#### AIM OF THE EXERCISE
The response should contain only those lines of the entries below that include the string "constants".
═══ MATERIAL FOR THIS EXERCISE
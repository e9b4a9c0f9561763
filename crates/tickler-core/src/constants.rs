/// Default `chrono` format string for configured dates.
pub const DEFAULT_DATE_FORMAT: &str = "%Y-%m-%d";

/// Default `chrono` format string for configured times.
pub const DEFAULT_TIME_FORMAT: &str = "%H:%M";

/// Default recurrence period multiplier.
pub const DEFAULT_PERIOD: u32 = 1;

/// Default reminder tag.
pub const DEFAULT_TAG: &str = "reminder";

/// Upper bound on the exclude-date scan, ten years of daily steps.
pub const MAX_EXCLUDE_SCAN: usize = 3653;
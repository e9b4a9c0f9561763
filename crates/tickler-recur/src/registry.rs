//! Construction of rule sets from loaded settings.

use tickler_core::config::Settings;
use tickler_core::error::ConfigError;
use tracing::warn;

use crate::rule::ReminderRule;

/// ## Summary
/// Builds a rule for every configured reminder definition.
///
/// A definition that fails validation lands in the failure list, keyed by
/// reminder name, and never blocks the remaining definitions.
#[must_use]
pub fn build_rules(settings: &Settings) -> (Vec<ReminderRule>, Vec<(String, ConfigError)>) {
    let mut rules = Vec::with_capacity(settings.reminders.len());
    let mut failures = Vec::new();

    for config in &settings.reminders {
        match ReminderRule::from_config(config) {
            Ok(rule) => rules.push(rule),
            Err(err) => {
                warn!(name = %config.name, error = %err, "Skipping invalid reminder definition");
                failures.push((config.name.clone(), err));
            }
        }
    }

    (rules, failures)
}
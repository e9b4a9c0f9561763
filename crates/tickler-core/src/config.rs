use anyhow::Result;
use config::Config;
use serde::Deserialize;

use crate::constants::{DEFAULT_DATE_FORMAT, DEFAULT_PERIOD, DEFAULT_TAG, DEFAULT_TIME_FORMAT};
use crate::types::Frequency;

/// Top-level settings: the set of configured reminder definitions.
#[derive(Debug, Clone, Deserialize)]
pub struct Settings {
    #[serde(default)]
    pub reminders: Vec<ReminderConfig>,
}

/// Raw reminder definition as it arrives from configuration.
///
/// Dates and times are unparsed strings; rule construction parses them
/// against `date_format` / `time_format`.
#[derive(Debug, Clone, Deserialize)]
pub struct ReminderConfig {
    pub name: String,
    /// Anchor date the recurrence is computed from.
    pub date: String,
    #[serde(default)]
    pub frequency: Frequency,
    #[serde(default = "default_period")]
    pub period: u32,
    /// Inclusive lower bound on occurrences.
    pub first_date: Option<String>,
    /// Inclusive upper bound on occurrences.
    pub last_date: Option<String>,
    #[serde(default)]
    pub exclude_dates: Vec<String>,
    #[serde(default)]
    pub include_dates: Vec<String>,
    pub start_time: Option<String>,
    pub end_time: Option<String>,
    #[serde(default = "default_date_format")]
    pub date_format: String,
    #[serde(default = "default_time_format")]
    pub time_format: String,
    /// Defaults to `name` when unset.
    pub summary: Option<String>,
    pub description: Option<String>,
    #[serde(default = "default_tag")]
    pub tag: String,
}

fn default_period() -> u32 {
    DEFAULT_PERIOD
}

fn default_date_format() -> String {
    DEFAULT_DATE_FORMAT.to_string()
}

fn default_time_format() -> String {
    DEFAULT_TIME_FORMAT.to_string()
}

fn default_tag() -> String {
    DEFAULT_TAG.to_string()
}

impl Settings {
    /// ## Summary
    /// Loads reminder definitions from environment variables and an optional
    /// `reminders.toml` file into a `Settings`.
    /// Environment variables take precedence over file values.
    ///
    /// ## Errors
    /// Returns an error if building the configuration or deserializing it fails.
    pub fn load() -> Result<Self> {
        let settings = Config::builder()
            .add_source(
                config::Environment::default()
                    .convert_case(config::Case::Snake)
                    .separator("_")
                    .ignore_empty(true)
                    .try_parsing(true),
            )
            .add_source(config::File::with_name("reminders.toml").required(false))
            .build()?
            .try_deserialize::<Self>()?;

        tracing::debug!(
            count = settings.reminders.len(),
            "Loaded reminder definitions"
        );

        Ok(settings)
    }
}

/// ## Summary
/// Loads configuration from environment variables and `.env` file.
///
/// ## Errors
/// Returns an error if loading or deserializing the configuration fails.
pub fn load_config() -> Result<Settings> {
    dotenvy::dotenv().ok();

    Settings::load()
}
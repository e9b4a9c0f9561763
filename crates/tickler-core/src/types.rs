use serde::Deserialize;

/// Recurrence frequency of a reminder rule.
#[derive(Debug, Clone, Copy, Default, PartialEq, Eq, Hash, Deserialize)]
#[serde(rename_all = "snake_case")]
pub enum Frequency {
    /// One-time reminder: the anchor date is the only candidate.
    #[default]
    None,
    Daily,
    Weekly,
    Monthly,
    Yearly,
}

impl Frequency {
    #[must_use]
    pub const fn as_str(self) -> &'static str {
        match self {
            Self::None => "none",
            Self::Daily => "daily",
            Self::Weekly => "weekly",
            Self::Monthly => "monthly",
            Self::Yearly => "yearly",
        }
    }
}

impl std::fmt::Display for Frequency {
    fn fmt(&self, f: &mut std::fmt::Formatter<'_>) -> std::fmt::Result {
        f.write_str(self.as_str())
    }
}

/// On/off projection of a reminder evaluation, as surfaced to state sinks.
#[derive(Debug, Clone, Copy, PartialEq, Eq, Hash)]
pub enum ReminderState {
    On,
    Off,
}

impl ReminderState {
    #[must_use]
    pub const fn as_str(self) -> &'static str {
        match self {
            Self::On => "on",
            Self::Off => "off",
        }
    }
}

impl std::fmt::Display for ReminderState {
    fn fmt(&self, f: &mut std::fmt::Formatter<'_>) -> std::fmt::Result {
        f.write_str(self.as_str())
    }
}
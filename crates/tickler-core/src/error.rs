use thiserror::Error;

/// Reminder construction error naming the offending configuration field.
///
/// A definition that fails to validate is fatal for that reminder only;
/// callers skip it and keep building the rest.
#[derive(Error, Debug)]
pub enum ConfigError {
    #[error("Invalid date in `{field}`: {value:?} does not match format {format:?}")]
    InvalidDate {
        field: String,
        value: String,
        format: String,
    },

    #[error("Invalid time in `{field}`: {value:?} does not match format {format:?}")]
    InvalidTime {
        field: String,
        value: String,
        format: String,
    },

    #[error("`period` must be at least 1")]
    InvalidPeriod,
}

pub type CoreResult<T> = std::result::Result<T, ConfigError>;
══════
#### OUTPUT OF THE EXERCISE
filename crates/tickler-core/src/constants.rs
use crate::constants::{DEFAULT_DATE_FORMAT, DEFAULT_PERIOD, DEFAULT_TAG, DEFAULT_TIME_FORMAT};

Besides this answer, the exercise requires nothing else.